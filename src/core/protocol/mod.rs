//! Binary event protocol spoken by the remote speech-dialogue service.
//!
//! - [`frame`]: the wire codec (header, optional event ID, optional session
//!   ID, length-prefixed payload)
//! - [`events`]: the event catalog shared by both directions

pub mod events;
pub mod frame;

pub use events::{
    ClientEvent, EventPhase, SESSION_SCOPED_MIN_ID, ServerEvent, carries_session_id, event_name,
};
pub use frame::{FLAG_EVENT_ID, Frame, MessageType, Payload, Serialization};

--------------------------------

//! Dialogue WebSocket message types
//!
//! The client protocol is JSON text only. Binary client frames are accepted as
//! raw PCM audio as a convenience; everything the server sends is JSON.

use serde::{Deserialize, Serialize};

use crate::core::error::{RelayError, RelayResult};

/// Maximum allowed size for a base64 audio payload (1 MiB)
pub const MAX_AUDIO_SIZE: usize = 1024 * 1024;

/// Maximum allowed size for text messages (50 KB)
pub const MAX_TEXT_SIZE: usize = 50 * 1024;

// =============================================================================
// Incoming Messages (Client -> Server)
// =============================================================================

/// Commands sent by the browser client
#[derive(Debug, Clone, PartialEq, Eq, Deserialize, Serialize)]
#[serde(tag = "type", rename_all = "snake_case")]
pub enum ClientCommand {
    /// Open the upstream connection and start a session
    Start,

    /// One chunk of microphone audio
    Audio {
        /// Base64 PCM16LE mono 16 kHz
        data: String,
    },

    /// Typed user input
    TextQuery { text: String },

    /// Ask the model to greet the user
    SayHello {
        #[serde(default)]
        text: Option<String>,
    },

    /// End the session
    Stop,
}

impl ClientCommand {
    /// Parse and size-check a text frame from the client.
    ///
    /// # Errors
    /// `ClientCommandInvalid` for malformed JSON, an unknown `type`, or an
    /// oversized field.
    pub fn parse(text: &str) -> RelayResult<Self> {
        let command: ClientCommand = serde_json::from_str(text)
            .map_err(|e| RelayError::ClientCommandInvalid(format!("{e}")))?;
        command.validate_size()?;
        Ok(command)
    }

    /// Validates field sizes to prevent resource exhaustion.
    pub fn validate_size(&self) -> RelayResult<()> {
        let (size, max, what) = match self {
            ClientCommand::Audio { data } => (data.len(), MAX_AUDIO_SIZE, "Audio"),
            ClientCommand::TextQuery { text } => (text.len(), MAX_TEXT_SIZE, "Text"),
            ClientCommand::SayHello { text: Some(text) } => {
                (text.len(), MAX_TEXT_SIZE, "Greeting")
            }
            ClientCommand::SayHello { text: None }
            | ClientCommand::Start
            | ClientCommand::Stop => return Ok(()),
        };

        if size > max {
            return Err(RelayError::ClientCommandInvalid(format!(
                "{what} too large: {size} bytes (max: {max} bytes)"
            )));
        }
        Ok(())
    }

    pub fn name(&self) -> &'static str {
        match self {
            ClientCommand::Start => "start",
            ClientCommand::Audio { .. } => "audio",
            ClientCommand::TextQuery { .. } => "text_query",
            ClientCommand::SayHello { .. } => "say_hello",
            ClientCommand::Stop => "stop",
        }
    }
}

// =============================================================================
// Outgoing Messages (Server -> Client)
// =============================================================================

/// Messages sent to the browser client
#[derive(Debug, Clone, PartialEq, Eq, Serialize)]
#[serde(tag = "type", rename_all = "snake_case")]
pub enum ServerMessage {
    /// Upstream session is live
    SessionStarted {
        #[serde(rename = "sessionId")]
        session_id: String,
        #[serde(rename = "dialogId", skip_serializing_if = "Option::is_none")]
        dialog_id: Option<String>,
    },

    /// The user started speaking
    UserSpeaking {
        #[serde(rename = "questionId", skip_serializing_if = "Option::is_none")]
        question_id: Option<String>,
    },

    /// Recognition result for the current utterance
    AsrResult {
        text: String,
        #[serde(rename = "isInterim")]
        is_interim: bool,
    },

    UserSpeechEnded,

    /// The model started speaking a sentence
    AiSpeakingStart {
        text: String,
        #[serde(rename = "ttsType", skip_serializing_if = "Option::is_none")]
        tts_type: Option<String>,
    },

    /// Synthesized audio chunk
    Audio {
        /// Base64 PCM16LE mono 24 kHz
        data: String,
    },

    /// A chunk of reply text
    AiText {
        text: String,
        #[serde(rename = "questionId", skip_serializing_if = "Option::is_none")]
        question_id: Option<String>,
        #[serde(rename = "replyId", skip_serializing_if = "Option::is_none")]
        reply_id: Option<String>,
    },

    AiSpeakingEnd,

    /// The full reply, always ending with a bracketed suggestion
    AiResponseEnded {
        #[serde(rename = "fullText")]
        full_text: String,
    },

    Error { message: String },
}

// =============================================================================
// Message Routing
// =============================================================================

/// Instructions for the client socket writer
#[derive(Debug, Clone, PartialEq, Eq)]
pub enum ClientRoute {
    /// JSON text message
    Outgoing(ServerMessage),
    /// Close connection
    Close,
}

--------------------------------

Work instruction
From the entries above, collect every line with the string "SayHello" in it.

Answer below
    SayHello {
            ClientCommand::SayHello { text: Some(text) } => {
            ClientCommand::SayHello { text: None }
            ClientCommand::SayHello { .. } => "say_hello",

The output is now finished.